The panel reportedly grilled Roh about the controversy over Hwang’s patient-specific stem cells being replaced with stem cells from MizMedi Hospital, how he provided Hwang’s team with egg cells and the specific time period of the controversial events. On top of that, the panel reportedly brought Hwang face to face with Roh in an attempt to get to the bottom of the storm of this national controversy.

The panel appears to have a grasp of whether patient-tailored stem cells really exist as Hwang claims and the authenticity of Hwang’s controversial paper after investigating key figures involved in Hwang’s research results, including a four-hour probe into Yoon Hyeon-su, a professor at the Medical College of Hanyang University, on December 20.

The panel decided to commission three outside expert institutes to analyze DNA fingerprints as soon as it finalizes the extraction of samples from stem cells currently being cultivated by Hwang’s team.

“We asked an official with the National Institute of Scientific Investigation’s branch in Jangseong County, South Jeolla Province, who conducted DNA fingerprint analysis for Hwang’s team in 2005, to have an interview with us, and also asked Hanyang University to arrange interviews with professors related to Hwang’s research results,” said the panel.

After arriving at the Veterinary College of SNU around 9:45 a.m. yesterday, Hwang was grilled by the panel again.

The committee put off its interim probe announcement scheduled for 11:00 a.m. on December 22 to 11:00 a.m. on December 23.

In the aftermath of this controversy, it was confirmed yesterday that foreign-based scientific journals, including Nature and Science, have launched verification processes of all Hwang’s team’s papers published in them.

Last week, Nature asked Lee Byeong-cheon, a professor at the Veterinary College of SNU, to send cloned dog Snuppy’s mitochondria DNA and its father dog’s mitochondria DNA once the SNU fact-finding committee confirms them.

In response, SNU professor Kim Min-gyu, who took part in the Snuppy research project, said, “I will send all kinds of material pertaining to Snuppy’s research to Nature in order to be confirmed. I am full of confidence in verifying it.”

When University of Pittsburgh Professor Gerald Schatten, a co-author of the paper, asked Hwang’s team to send Snuppy’s mitochondria DNA materials around June, Hwang’s team did not send them.

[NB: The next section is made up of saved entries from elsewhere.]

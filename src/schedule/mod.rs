//! Aircraft schedule records and their conversion into layout rows.
//!
//! Adapters turn trip and ground-time responses into a [`ScheduleModel`];
//! the derivation functions build those responses from raw flights.

mod derive;
mod ground_adapter;
mod model;
mod palette;
mod records;
mod trip_adapter;

pub use derive::{
    derive_ground_periods, derive_ground_response, derive_trip_response, derive_trips,
    flights_by_aircraft_in_window, ground_title, summarize_fleet, trips_title,
};
pub use ground_adapter::{adapt_ground_response, adapt_ground_response_with};
pub use model::ScheduleModel;
pub use palette::{ColorAssignment, GROUND_PALETTE, TRIP_PALETTE};
pub use records::{
    AircraftGroundTime, AircraftListResponse, AircraftTrips, Flight, GroundPeriod,
    GroundScheduleResponse, Trip, TripScheduleResponse,
};
pub use trip_adapter::{adapt_trip_response, adapt_trip_response_with};
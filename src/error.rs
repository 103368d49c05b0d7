use chrono::{DateTime, Utc};
use serde::{Deserialize, Serialize};
use thiserror::Error;

pub type GanttResult<T> = Result<T, GanttError>;

#[derive(Debug, Error)]
pub enum GanttError {
    #[error("invalid window {start} .. {end}: {reason}")]
    InvalidWindow {
        start: DateTime<Utc>,
        end: DateTime<Utc>,
        reason: &'static str,
    },

    #[error("interval `{id}` ends before it starts")]
    InvalidInterval { id: String },

    #[error("malformed input: {0}")]
    MalformedInput(String),

    #[error("invalid config: {0}")]
    InvalidConfig(String),

    /// A fetch was requested before the selection allows one.
    #[error("{0}")]
    Precondition(&'static str),

    #[error(transparent)]
    Upstream(#[from] UpstreamError),
}

/// Failure reported by the schedule data source.
///
/// Relayed to the presentation layer verbatim; `status` carries the
/// HTTP-like status code when the transport had one.
#[derive(Debug, Clone, PartialEq, Eq, Error, Serialize, Deserialize)]
#[error("{message}")]
pub struct UpstreamError {
    pub status: Option<u16>,
    pub message: String,
}

impl UpstreamError {
    #[must_use]
    pub fn new(status: Option<u16>, message: impl Into<String>) -> Self {
        Self {
            status,
            message: message.into(),
        }
    }

    /// Builds the error for a non-success HTTP status without a server detail.
    #[must_use]
    pub fn from_status(status: u16) -> Self {
        Self::new(Some(status), format!("HTTP error! status: {status}"))
    }
}
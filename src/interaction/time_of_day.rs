use chrono::{DateTime, NaiveDate, NaiveTime, Timelike, Utc};
use serde::{Deserialize, Serialize};

use crate::core::DisplayTimeZone;
use crate::error::{GanttError, GanttResult};

/// Which end of a window an instant is being built for.
#[derive(Debug, Clone, Copy, PartialEq, Eq, Hash, Serialize, Deserialize)]
pub enum RangeBoundary {
    /// Seconds and milliseconds are zeroed.
    Start,
    /// Seconds are `59` and milliseconds `999`, covering the whole minute.
    End,
}

/// Parses an `HH:MM` time of day.
pub fn parse_time_of_day(value: &str) -> GanttResult<NaiveTime> {
    NaiveTime::parse_from_str(value.trim(), "%H:%M")
        .map_err(|e| GanttError::MalformedInput(format!("invalid time of day `{value}`: {e}")))
}

#[must_use]
pub fn format_time_of_day(time: NaiveTime) -> String {
    time.format("%H:%M").to_string()
}

/// Merges a calendar date with an `HH:MM` time of day into an instant.
///
/// An end boundary lands on `HH:MM:59.999` so that `23:59` includes the
/// whole last minute of the day.
pub fn combine_date_and_time(
    date: NaiveDate,
    time_of_day: &str,
    boundary: RangeBoundary,
    timezone: DisplayTimeZone,
) -> GanttResult<DateTime<Utc>> {
    let parsed = parse_time_of_day(time_of_day)?;
    boundary_instant(date, parsed, boundary, timezone)
}

/// Same as [`combine_date_and_time`] for an already parsed time of day.
///
/// Only the hour and minute of `time` are used.
pub fn boundary_instant(
    date: NaiveDate,
    time: NaiveTime,
    boundary: RangeBoundary,
    timezone: DisplayTimeZone,
) -> GanttResult<DateTime<Utc>> {
    let (second, milli) = match boundary {
        RangeBoundary::Start => (0, 0),
        RangeBoundary::End => (59, 999),
    };
    let time = NaiveTime::from_hms_milli_opt(time.hour(), time.minute(), second, milli)
        .ok_or_else(|| GanttError::MalformedInput(format!("invalid time of day `{time}`")))?;
    timezone.from_local(date.and_time(time))
}

/// Splits an instant back into its wall-clock date and time in `timezone`.
#[must_use]
pub fn split_instant(instant: DateTime<Utc>, timezone: DisplayTimeZone) -> (NaiveDate, NaiveTime) {
    let local = timezone.to_local(instant);
    (local.date_naive(), local.time())
}
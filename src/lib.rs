//! fleet-gantt: timeline layout and range selection for aircraft schedules.
//!
//! The crate keeps a strict split between pure computation and orchestration:
//! `render` and `interaction` are synchronous and side-effect free, `schedule`
//! converts backend records into layout rows, and `api` owns the dashboard
//! session state around an asynchronous [`api::ScheduleSource`].

pub mod api;
pub mod core;
pub mod error;
pub mod interaction;
pub mod render;
pub mod schedule;
pub mod telemetry;

pub use api::{DashboardConfig, DashboardController};
pub use error::{GanttError, GanttResult};
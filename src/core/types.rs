use chrono::{DateTime, Duration, Utc};
use serde::{Deserialize, Serialize};

use crate::error::{GanttError, GanttResult};

/// Visible time span `[start, end]` being laid out or queried.
#[derive(Debug, Clone, Copy, PartialEq, Eq, Hash, Default, Serialize, Deserialize)]
#[serde(try_from = "RawTimeWindow")]
pub struct TimeWindow {
    start: DateTime<Utc>,
    end: DateTime<Utc>,
}

#[derive(Deserialize)]
struct RawTimeWindow {
    start: DateTime<Utc>,
    end: DateTime<Utc>,
}

impl TryFrom<RawTimeWindow> for TimeWindow {
    type Error = GanttError;

    fn try_from(raw: RawTimeWindow) -> GanttResult<Self> {
        Self::new(raw.start, raw.end)
    }
}

impl TimeWindow {
    /// Builds a window; `end` may equal `start` but never precede it.
    pub fn new(start: DateTime<Utc>, end: DateTime<Utc>) -> GanttResult<Self> {
        if end < start {
            return Err(GanttError::InvalidWindow {
                start,
                end,
                reason: "end precedes start",
            });
        }
        Ok(Self { start, end })
    }

    #[must_use]
    pub fn start(self) -> DateTime<Utc> {
        self.start
    }

    #[must_use]
    pub fn end(self) -> DateTime<Utc> {
        self.end
    }

    #[must_use]
    pub fn duration(self) -> Duration {
        self.end - self.start
    }

    /// Inclusive on both ends.
    #[must_use]
    pub fn contains(self, instant: DateTime<Utc>) -> bool {
        instant >= self.start && instant <= self.end
    }
}

/// `#rrggbb` color token attached to a bar.
#[derive(Debug, Clone, PartialEq, Eq, Hash, Serialize, Deserialize)]
#[serde(try_from = "String", into = "String")]
pub struct ColorToken(String);

impl ColorToken {
    pub fn new(value: impl Into<String>) -> GanttResult<Self> {
        let value = value.into();
        let bytes = value.as_bytes();
        let well_formed = bytes.len() == 7
            && bytes[0] == b'#'
            && bytes[1..].iter().all(u8::is_ascii_hexdigit);
        if !well_formed {
            return Err(GanttError::MalformedInput(format!(
                "color `{value}` must be a #rrggbb hex token"
            )));
        }
        Ok(Self(value.to_ascii_lowercase()))
    }

    #[must_use]
    pub fn as_str(&self) -> &str {
        &self.0
    }
}

impl TryFrom<String> for ColorToken {
    type Error = GanttError;

    fn try_from(value: String) -> GanttResult<Self> {
        Self::new(value)
    }
}

impl From<ColorToken> for String {
    fn from(token: ColorToken) -> Self {
        token.0
    }
}

impl std::fmt::Display for ColorToken {
    fn fmt(&self, f: &mut std::fmt::Formatter<'_>) -> std::fmt::Result {
        f.write_str(&self.0)
    }
}

/// One time-bounded record drawn as a bar.
#[derive(Debug, Clone, PartialEq, Eq, Serialize, Deserialize)]
pub struct TimeInterval {
    pub id: String,
    pub label: String,
    pub start: DateTime<Utc>,
    pub end: DateTime<Utc>,
    pub tooltip: String,
    pub color: ColorToken,
}

impl TimeInterval {
    /// Builds a validated interval.
    ///
    /// Invariant: `start <= end`.
    pub fn new(
        id: impl Into<String>,
        label: impl Into<String>,
        start: DateTime<Utc>,
        end: DateTime<Utc>,
        tooltip: impl Into<String>,
        color: ColorToken,
    ) -> GanttResult<Self> {
        let interval = Self {
            id: id.into(),
            label: label.into(),
            start,
            end,
            tooltip: tooltip.into(),
            color,
        };
        interval.validate()?;
        Ok(interval)
    }

    pub fn validate(&self) -> GanttResult<()> {
        if self.end < self.start {
            return Err(GanttError::InvalidInterval {
                id: self.id.clone(),
            });
        }
        Ok(())
    }

    #[must_use]
    pub fn duration(&self) -> Duration {
        self.end - self.start
    }
}

/// One aircraft's ordered collection of intervals.
#[derive(Debug, Clone, PartialEq, Eq, Serialize, Deserialize)]
pub struct TimelineRow {
    pub id: String,
    pub display_name: String,
    pub intervals: Vec<TimeInterval>,
}

impl TimelineRow {
    #[must_use]
    pub fn new(id: impl Into<String>, display_name: impl Into<String>) -> Self {
        Self {
            id: id.into(),
            display_name: display_name.into(),
            intervals: Vec::new(),
        }
    }

    #[must_use]
    pub fn with_intervals(mut self, intervals: Vec<TimeInterval>) -> Self {
        self.intervals = intervals;
        self
    }
}

/// Entry of the aircraft selection list.
#[derive(Debug, Clone, PartialEq, Eq, Serialize, Deserialize)]
#[serde(rename_all = "camelCase")]
pub struct AircraftSummary {
    #[serde(rename = "planeId")]
    pub aircraft_id: String,
    pub total_flights: u32,
    pub last_flight: DateTime<Utc>,
}
use tracing::debug;

use crate::core::{TimeInterval, TimelineRow};
use crate::error::GanttResult;

use super::palette::{ColorAssignment, GROUND_PALETTE};
use super::records::{AircraftGroundTime, GroundScheduleResponse};
use super::ScheduleModel;

/// Converts a ground-time schedule into layout rows, one per aircraft.
pub fn adapt_ground_response(response: &GroundScheduleResponse) -> GanttResult<ScheduleModel> {
    adapt_ground_response_with(response, ColorAssignment::default())
}

pub fn adapt_ground_response_with(
    response: &GroundScheduleResponse,
    assignment: ColorAssignment,
) -> GanttResult<ScheduleModel> {
    let window = response.window()?;
    let rows = response
        .aircraft
        .iter()
        .enumerate()
        .map(|(index, aircraft)| ground_row(aircraft, index, assignment))
        .collect::<GanttResult<Vec<_>>>()?;
    debug!(rows = rows.len(), "adapted ground schedule");
    Ok(ScheduleModel {
        title: response.title.clone(),
        window,
        rows,
    })
}

fn ground_row(
    aircraft: &AircraftGroundTime,
    index: usize,
    assignment: ColorAssignment,
) -> GanttResult<TimelineRow> {
    let color = assignment.pick(&GROUND_PALETTE, index, &aircraft.aircraft_id)?;
    let intervals = aircraft
        .ground_periods
        .iter()
        .enumerate()
        .map(|(position, period)| {
            TimeInterval::new(
                format!("{}-ground-{position}", aircraft.aircraft_id),
                format!("Ground at {}", period.location),
                period.start,
                period.end,
                format!(
                    "Ground time at {}\nDuration: {} min",
                    period.location, period.duration_minutes
                ),
                color.clone(),
            )
        })
        .collect::<GanttResult<Vec<_>>>()?;
    Ok(TimelineRow::new(&aircraft.aircraft_id, &aircraft.aircraft_id).with_intervals(intervals))
}
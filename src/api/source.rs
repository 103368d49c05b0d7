use std::collections::HashSet;

use async_trait::async_trait;
use parking_lot::RwLock;
use serde::{Deserialize, Serialize};
use tracing::{debug, warn};

use crate::core::TimeWindow;
use crate::error::{GanttError, GanttResult, UpstreamError};
use crate::schedule::{
    AircraftListResponse, Flight, GroundScheduleResponse, TripScheduleResponse,
    derive_ground_response, derive_trip_response, summarize_fleet,
};

/// Data layer feeding the dashboard.
///
/// Implementations forward the call and relay failures; retries, if any,
/// belong to the implementation.
#[async_trait]
pub trait ScheduleSource: Send + Sync {
    async fn fetch_aircraft_list(&self) -> Result<AircraftListResponse, UpstreamError>;

    async fn fetch_trip_schedule(
        &self,
        aircraft_ids: &[String],
        window: TimeWindow,
    ) -> Result<TripScheduleResponse, UpstreamError>;

    async fn fetch_ground_schedule(
        &self,
        aircraft_ids: &[String],
        window: TimeWindow,
    ) -> Result<GroundScheduleResponse, UpstreamError>;
}

/// Per-record result of a bulk intake.
#[derive(Debug, Clone, Default, PartialEq, Eq, Serialize, Deserialize)]
pub struct BulkInsertReport {
    pub created: usize,
    pub failed: usize,
    /// One message per rejected record, numbered from 1 in input order.
    pub errors: Vec<String>,
}

/// Filter and page over the raw flight log.
#[derive(Debug, Clone, PartialEq, Serialize, Deserialize)]
#[serde(rename_all = "camelCase")]
pub struct FlightQuery {
    #[serde(default, rename = "planeId")]
    pub aircraft_id: Option<String>,
    /// Keeps flights overlapping the window, same rule as schedule derivation.
    #[serde(default)]
    pub window: Option<TimeWindow>,
    #[serde(default = "default_query_limit")]
    pub limit: usize,
    #[serde(default)]
    pub offset: usize,
}

impl Default for FlightQuery {
    fn default() -> Self {
        Self {
            aircraft_id: None,
            window: None,
            limit: default_query_limit(),
            offset: 0,
        }
    }
}

fn default_query_limit() -> usize {
    100
}

/// One page of [`FlightQuery`] results; `total` counts all matches.
#[derive(Debug, Clone, PartialEq, Serialize, Deserialize)]
pub struct FlightPage {
    pub total: usize,
    pub limit: usize,
    pub offset: usize,
    pub flights: Vec<Flight>,
}

/// Flight log held in memory, answering queries by deriving schedules.
#[derive(Debug, Default)]
pub struct InMemoryScheduleSource {
    flights: RwLock<Vec<Flight>>,
}

impl InMemoryScheduleSource {
    #[must_use]
    pub fn new() -> Self {
        Self::default()
    }

    /// Builds a source from a batch, rejecting the first invalid or duplicate flight.
    pub fn with_flights(flights: impl IntoIterator<Item = Flight>) -> GanttResult<Self> {
        let source = Self::new();
        for flight in flights {
            source.insert_flight(flight)?;
        }
        Ok(source)
    }

    /// Adds a validated flight.
    ///
    /// An aircraft cannot have two flights departing at the same instant.
    pub fn insert_flight(&self, flight: Flight) -> GanttResult<()> {
        flight.validate()?;
        let mut flights = self.flights.write();
        let duplicate = flights.iter().any(|existing| {
            existing.aircraft_id == flight.aircraft_id && existing.departure == flight.departure
        });
        if duplicate {
            return Err(GanttError::MalformedInput(format!(
                "duplicate flight: aircraft {} already departs at {}",
                flight.aircraft_id, flight.departure
            )));
        }
        flights.push(flight);
        Ok(())
    }

    /// Inserts every flight it can and reports the rest instead of stopping.
    pub fn insert_flights(&self, flights: impl IntoIterator<Item = Flight>) -> BulkInsertReport {
        let mut report = BulkInsertReport::default();
        for (index, flight) in flights.into_iter().enumerate() {
            match self.insert_flight(flight) {
                Ok(()) => report.created += 1,
                Err(err) => {
                    report.failed += 1;
                    report.errors.push(format!("Flight {}: {err}", index + 1));
                }
            }
        }
        if report.failed > 0 {
            warn!(
                created = report.created,
                failed = report.failed,
                "bulk flight intake rejected records"
            );
        }
        report
    }

    /// Flights in insertion order, filtered then paged.
    #[must_use]
    pub fn query_flights(&self, query: &FlightQuery) -> FlightPage {
        let flights = self.flights.read();
        let matching: Vec<&Flight> = flights
            .iter()
            .filter(|f| query.aircraft_id.as_ref().is_none_or(|id| &f.aircraft_id == id))
            .filter(|f| query.window.is_none_or(|window| f.overlaps(window)))
            .collect();
        FlightPage {
            total: matching.len(),
            limit: query.limit,
            offset: query.offset,
            flights: matching
                .into_iter()
                .skip(query.offset)
                .take(query.limit)
                .cloned()
                .collect(),
        }
    }

    #[must_use]
    pub fn len(&self) -> usize {
        self.flights.read().len()
    }

    #[must_use]
    pub fn is_empty(&self) -> bool {
        self.flights.read().is_empty()
    }
}

#[async_trait]
impl ScheduleSource for InMemoryScheduleSource {
    async fn fetch_aircraft_list(&self) -> Result<AircraftListResponse, UpstreamError> {
        Ok(summarize_fleet(&self.flights.read()))
    }

    async fn fetch_trip_schedule(
        &self,
        aircraft_ids: &[String],
        window: TimeWindow,
    ) -> Result<TripScheduleResponse, UpstreamError> {
        let flights = self.flights.read();
        require_aircraft_ids(&flights, aircraft_ids)?;
        Ok(derive_trip_response(&flights, aircraft_ids, window))
    }

    async fn fetch_ground_schedule(
        &self,
        aircraft_ids: &[String],
        window: TimeWindow,
    ) -> Result<GroundScheduleResponse, UpstreamError> {
        let flights = self.flights.read();
        require_aircraft_ids(&flights, aircraft_ids)?;
        Ok(derive_ground_response(&flights, aircraft_ids, window))
    }
}

/// Rejects an empty id list. Unknown ids are allowed and only logged.
fn require_aircraft_ids(flights: &[Flight], aircraft_ids: &[String]) -> Result<(), UpstreamError> {
    if aircraft_ids.is_empty() {
        return Err(UpstreamError::new(Some(400), "planeIds must not be empty"));
    }
    let known: HashSet<&str> = flights.iter().map(|f| f.aircraft_id.as_str()).collect();
    if let Some(unknown) = aircraft_ids.iter().find(|id| !known.contains(id.as_str())) {
        debug!(aircraft = %unknown, "schedule requested for unknown aircraft");
    }
    Ok(())
}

In addition, Science announced officially on December 20 that it was probing into the authenticity of one of Hwang’s papers published in its journal in 2004 in which Hwang claimed that he succeeded in establishing human embryonic stem cells for the first time in the world.

Meanwhile, the University of Pittsburgh said, “Schatten asked Hwang’s team to send $200,000 under the pretext of research expenses on projects this September, but he was not actually paid by Hwang’s team.”